Write out the data below exactly, from its first line to the line containing "#[derive(Serialize)]", that line included.

------------

use axum::{
    http::{header, HeaderValue, StatusCode},
    response::{IntoResponse, Response},
    Json,
};
use serde::Serialize;
use thiserror::Error;
use vnmarket_core::errors::Error as CoreError;
use vnmarket_core::ServiceErrorKind;

#[derive(Error, Debug)]
pub enum ApiError {
    #[error("{0}")]
    Core(#[from] CoreError),
    #[error("{0}")]
    BadRequest(String),
}

#[derive(Serialize)]
struct ErrorBody {
    code: u16,
    kind: ServiceErrorKind,
    message: String,
}

impl ApiError {
    fn kind(&self) -> ServiceErrorKind {
        match self {
            ApiError::Core(e) => e.kind(),
            ApiError::BadRequest(_) => ServiceErrorKind::Invalid,
        }
    }
}

pub fn status_for(kind: ServiceErrorKind) -> StatusCode {
    match kind {
        ServiceErrorKind::NotFound | ServiceErrorKind::NoData => StatusCode::NOT_FOUND,
        ServiceErrorKind::Throttled => StatusCode::TOO_MANY_REQUESTS,
        ServiceErrorKind::Unavailable | ServiceErrorKind::StoreUnavailable => {
            StatusCode::SERVICE_UNAVAILABLE
        }
        ServiceErrorKind::Conflict => StatusCode::CONFLICT,
        ServiceErrorKind::Invalid => StatusCode::BAD_REQUEST,
    }
}

impl IntoResponse for ApiError {
    fn into_response(self) -> Response {
        let kind = self.kind();
        let status = status_for(kind);
        let retry_after = match &self {
            ApiError::Core(CoreError::UpstreamThrottled {
                retry_after: Some(wait),
                ..
            }) => Some(wait.as_secs().max(1)),
            _ => None,
        };

        let body = Json(ErrorBody {
            code: status.as_u16(),
            kind,
            message: self.to_string(),
        });
        let mut response = (status, body).into_response();
        if let Some(secs) = retry_after {
            response
                .headers_mut()
                .insert(header::RETRY_AFTER, HeaderValue::from(secs));
        }
        response
    }
}

pub type ApiResult<T> = Result<T, ApiError>;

------------

_EXERCISE RESULT_:
use axum::{
    http::{header, HeaderValue, StatusCode},
    response::{IntoResponse, Response},
    Json,
};
use serde::Serialize;
use thiserror::Error;
use vnmarket_core::errors::Error as CoreError;
use vnmarket_core::ServiceErrorKind;

#[derive(Error, Debug)]
pub enum ApiError {
    #[error("{0}")]
    Core(#[from] CoreError),
    #[error("{0}")]
    BadRequest(String),
}

#[derive(Serialize)]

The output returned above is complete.